Пришлось ему однажды лечить березу, покалеченную добытчиками сока: „Ножом изрезали так, что… Какое сердце надо иметь? – возмущался старик. – Дите еще, а к ней пузырек для сока подвязали. Отчего это? От жадности? От озлобления? От бездумности? Злым стал род людской. Недовольство и пресыщенность обуяли человека. Огрубел он от надругательства над природой“. „Очень опасная болезнь, – думает ветеран о равнодушии. Как тиф, как чума, расползается по домам и квартирам. В поры человеческие забралась. И остановить вроде бы не собираются. Стало быть, так легко и удобно“ [3, с. 95–96].
Его руками высажена в парке и рябинка, к которой он, выполняя завещание покойной жены, часто наведывается – а вдруг и впрямь сизокрылой голубкой, заслышав его, прилетит сюда ненаглядная Дашенька. Здесь, в парке, у тополя первый раз он когда-то обнял и поцеловал ее. Два года встречались они до этого поцелуя, и не понимает Селиван нынешнюю молодежь. „Наташа плюс Юра равно любовь, – с недовольством читает он надпись на дереве. – Белой масляной краски не напасешься. Вся на ацетоне пошла, чтобы скорее… Спешат, на тот свет спешат. Для безотказной лошадки овса не хватает. Уж если гибнуть, то сразу по полтысячи душ. Спешат… К краю единому спешат. И любить торопятся. На дереве его естеством поклялись. Клятвы всуе рождают порок. Исповедь предали, как Христа Иуда“.

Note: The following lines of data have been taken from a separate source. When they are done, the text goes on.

//! bodytext-core - quote-marked text and flowed wrapping
//!
//! This crate provides the string-level half of the body-to-text
//! pipeline: the internal quote marker, RFC 3676 `format=flowed`
//! generation, and the deceptive link check. Nothing in here knows
//! about markup; DOM handling lives in the `bodytext` crate.
//!
//! # Architecture
//!
//! ```text
//! Node tree ──render──▶ quote-marked text ──wrap──▶ flowed text
//!  (bodytext)              (this crate)          (this crate)
//! ```
//!
//! # Example
//!
//! ```rust
//! use bodytext_core::{flowed, QUOTE_MARKER};
//!
//! let marked = format!("Hi there\n{}quoted reply", QUOTE_MARKER);
//! let wrapped = flowed::wrap(&marked);
//! assert_eq!(wrapped, "Hi there\n> quoted reply\n");
//! ```

pub mod flowed;
pub mod links;

pub use links::{classify, DeceptiveLinkVerdict};

/// Internal marker denoting one level of quote nesting.
///
/// Each line of quoted text is prefixed with one marker per nesting
/// level, so depth is reconstructible by counting consecutive leading
/// markers. [`flowed::wrap`] translates markers into `>` prefixes.
pub const QUOTE_MARKER: char = '\x7f';
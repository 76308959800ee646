//! CDP-style DOM node structure for body-to-text conversion.
//!
//! The host document engine owns the real DOM; it hands this crate a
//! materialized tree in this structure, together with the computed
//! style facts the renderer depends on (display mode and white-space
//! mode). Any parser or embedder can produce these nodes.

/// Node types matching DOM nodeType values
#[derive(Debug, Clone, Copy, PartialEq, Eq)]
pub enum NodeType {
    /// Element node (nodeType = 1)
    Element = 1,
    /// Text node (nodeType = 3)
    Text = 3,
    /// Comment node (nodeType = 8)
    Comment = 8,
    /// Document node (nodeType = 9)
    Document = 9,
    /// Document fragment node (nodeType = 11)
    DocumentFragment = 11,
}

impl From<u32> for NodeType {
    fn from(value: u32) -> Self {
        match value {
            1 => NodeType::Element,
            3 => NodeType::Text,
            8 => NodeType::Comment,
            9 => NodeType::Document,
            11 => NodeType::DocumentFragment,
            _ => NodeType::Element, // Default fallback
        }
    }
}

/// Computed `display` as far as the renderer cares: block elements
/// force a trailing newline after their content, inline ones don't.
#[derive(Debug, Clone, Copy, PartialEq, Eq)]
pub enum DisplayMode {
    Block,
    Inline,
}

/// Computed `white-space` mode of an element.
#[derive(Debug, Clone, Copy, PartialEq, Eq)]
pub enum WhitespaceMode {
    Normal,
    Nowrap,
    Pre,
    PreLine,
}

impl WhitespaceMode {
    /// Whether runs of whitespace collapse to a single space in this
    /// mode.
    pub fn collapses(self) -> bool {
        !matches!(self, WhitespaceMode::Pre)
    }
}

/// Tags rendered with `display: block` by default. A host style engine
/// can override the computed value per node.
const BLOCK_ELEMENTS: &[&str] = &[
    "address", "article", "aside", "blockquote", "body", "center", "dd",
    "div", "dl", "dt", "fieldset", "figcaption", "figure", "footer",
    "form", "h1", "h2", "h3", "h4", "h5", "h6", "header", "hr", "html",
    "li", "main", "nav", "ol", "output", "p", "pre", "section", "table",
    "tbody", "td", "tfoot", "th", "thead", "tr", "ul",
];

/// A DOM node following the CDP DOM.Node structure, plus the computed
/// style the conversion core consumes.
#[derive(Debug, Clone)]
pub struct Node {
    /// Node type (1 = Element, 3 = Text, etc.)
    pub node_type: NodeType,

    /// Node name (uppercase for elements, e.g., "DIV", "#text" for text nodes)
    pub node_name: String,

    /// Text content for text and comment nodes
    pub node_value: Option<String>,

    /// Attributes as flat array [name, value, name, value, ...] (CDP style)
    /// Only present for element nodes
    pub attributes: Option<Vec<String>>,

    /// Child nodes
    pub children: Option<Vec<Node>>,

    /// Host-computed display mode; `None` falls back to the per-tag
    /// default.
    pub display: Option<DisplayMode>,

    /// Host-computed white-space mode; `None` inherits from the parent.
    pub whitespace: Option<WhitespaceMode>,
}

impl Node {
    /// Create a new element node
    pub fn element(tag_name: &str) -> Self {
        Self {
            node_type: NodeType::Element,
            node_name: tag_name.to_uppercase(),
            node_value: None,
            attributes: Some(Vec::new()),
            children: Some(Vec::new()),
            display: None,
            whitespace: None,
        }
    }

    /// Create a new element node with attributes
    pub fn element_with_attrs(tag_name: &str, attrs: Vec<(&str, &str)>) -> Self {
        let flat_attrs: Vec<String> = attrs
            .into_iter()
            .flat_map(|(k, v)| vec![k.to_string(), v.to_string()])
            .collect();

        Self {
            attributes: Some(flat_attrs),
            ..Self::element(tag_name)
        }
    }

    /// Create a new text node
    pub fn text(content: &str) -> Self {
        Self {
            node_type: NodeType::Text,
            node_name: "#text".to_string(),
            node_value: Some(content.to_string()),
            attributes: None,
            children: None,
            display: None,
            whitespace: None,
        }
    }

    /// Create a comment node
    pub fn comment(content: &str) -> Self {
        Self {
            node_type: NodeType::Comment,
            node_name: "#comment".to_string(),
            node_value: Some(content.to_string()),
            attributes: None,
            children: None,
            display: None,
            whitespace: None,
        }
    }

    /// Create a document fragment node
    pub fn document_fragment() -> Self {
        Self {
            node_type: NodeType::DocumentFragment,
            node_name: "#document-fragment".to_string(),
            node_value: None,
            attributes: None,
            children: Some(Vec::new()),
            display: None,
            whitespace: None,
        }
    }

    /// Check if this is an element node
    pub fn is_element(&self) -> bool {
        self.node_type == NodeType::Element
    }

    /// Check if this is a text node
    pub fn is_text(&self) -> bool {
        self.node_type == NodeType::Text
    }

    /// Get the tag name (lowercase)
    pub fn tag_name(&self) -> String {
        self.node_name.to_lowercase()
    }

    /// Get an attribute value by name
    pub fn attr(&self, name: &str) -> Option<&str> {
        let attrs = self.attributes.as_ref()?;
        let name_lower = name.to_lowercase();

        // CDP stores attributes as flat array: [name, value, name, value, ...]
        let mut iter = attrs.iter();
        while let Some(attr_name) = iter.next() {
            if let Some(attr_value) = iter.next() {
                if attr_name.to_lowercase() == name_lower {
                    return Some(attr_value.as_str());
                }
            }
        }
        None
    }

    /// Check if an attribute exists
    pub fn has_attr(&self, name: &str) -> bool {
        self.attr(name).is_some()
    }

    /// Check for a whitespace-separated token in the `class` attribute
    pub fn has_class(&self, class: &str) -> bool {
        self.attr("class")
            .map(|value| value.split_whitespace().any(|token| token == class))
            .unwrap_or(false)
    }

    /// Get all child nodes
    pub fn children(&self) -> impl Iterator<Item = &Node> {
        self.children.iter().flat_map(|c| c.iter())
    }

    /// Get all child nodes mutably
    pub fn children_mut(&mut self) -> impl Iterator<Item = &mut Node> {
        self.children.iter_mut().flat_map(|c| c.iter_mut())
    }

    /// Add a child node
    pub fn add_child(&mut self, child: Node) {
        if let Some(ref mut children) = self.children {
            children.push(child);
        } else {
            self.children = Some(vec![child]);
        }
    }

    /// Set an attribute
    pub fn set_attr(&mut self, name: &str, value: &str) {
        if self.attributes.is_none() {
            self.attributes = Some(Vec::new());
        }

        if let Some(ref mut attrs) = self.attributes {
            let name_lower = name.to_lowercase();
            let mut i = 0;
            while i + 1 < attrs.len() {
                if attrs[i].to_lowercase() == name_lower {
                    attrs[i + 1] = value.to_string();
                    return;
                }
                i += 2;
            }
            attrs.push(name.to_string());
            attrs.push(value.to_string());
        }
    }

    /// Override the host-computed display mode
    pub fn set_display(&mut self, display: DisplayMode) {
        self.display = Some(display);
    }

    /// Override the host-computed white-space mode
    pub fn set_whitespace(&mut self, whitespace: WhitespaceMode) {
        self.whitespace = Some(whitespace);
    }

    /// Effective display mode: the host-supplied value, or the HTML
    /// default for the tag.
    pub fn computed_display(&self) -> DisplayMode {
        if let Some(display) = self.display {
            return display;
        }
        if self.is_element() && BLOCK_ELEMENTS.contains(&self.tag_name().as_str()) {
            DisplayMode::Block
        } else {
            DisplayMode::Inline
        }
    }

    /// Effective white-space mode given the parent's, honoring CSS
    /// inheritance when the host supplied nothing.
    pub fn computed_whitespace(&self, inherited: WhitespaceMode) -> WhitespaceMode {
        if let Some(whitespace) = self.whitespace {
            return whitespace;
        }
        match self.tag_name().as_str() {
            "pre" => WhitespaceMode::Pre,
            _ => inherited,
        }
    }

    /// Get all text content from this node and descendants
    pub fn text_content(&self) -> String {
        match self.node_type {
            NodeType::Text => self.node_value.clone().unwrap_or_default(),
            NodeType::Comment => String::new(),
            _ => self
                .children()
                .map(|child| child.text_content())
                .collect::<Vec<_>>()
                .join(""),
        }
    }
}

„Вот тебе и символ отчего дома, вздыхает старый солдат, еще раз оглядываясь на покалеченную березу. – А мы-то, бывало, обнимали и целовали их, возвращаясь с полей брани“ [3, с. 99–100].
Чудно как-то получается в жизни. Старики медлят, молодые торопятся – продолжает крутиться в голове беспокоившая его тема. – Скорее, скорее… А по сути-то все должно быть наоборот. Все скорей стремятся разрушить. А торопливость – то ни там, ни тут не нужна. Она вредна!.. Если спешит один – это еще полбеды, а если сплошь да рядом – беды не миновать. Видел я и рукотворные моря, и осушенные земли. Смотреть больно, думать страшно…
А может, в этой жизни все так и нужно делать? Есть необходимость? И человек выбирает из многих бед меньшую, – засомневался он было. И сам себя обрывает:
– А кто определит, какое зло завтра будет больше? В спешке-то да в бездумьи можно рубануть с плеча и тот сук, на котором все зиждется [3, с. 103].
Ищет у старика ответа на вопрос, как стать счастливой, Эльвира. Спешила все испытать до замужества, пока молодая.
Теперь есть угроза, что детей иметь не сможет. „Человек свободным рождается“, – объясняет свое поведение она Селивану Матвеевичу. „Свободным от чего? – негодует Селиван. – От обычаев, от нравов прародителей? Обезьянки, если знаешь, были свободными и то не во всем. По крайней мере, не извращали инстинкт продолжения рода своего“ [3, с. 105].
Своих детей с Дашенькой они оплакали после Победы. Сын, воевавший вместе с ним, погиб под Брестом, дочь угнали фашисты в Германию. Время так и не смогло залечить эту рану. И бывший солдат сокрушается: „Страшной войной, Дашенька, людей стращают. Неподалеку от нас выстроили детский садик. Галдят, смеются несмышленыши. Война… Сколько их на нашей памяти было? Первая мировая, гражданская… Лютый зверь во сто крат добрее. Почему человек не внемлет мудрости природы? Гордыня одолела!“ [3, с. 98].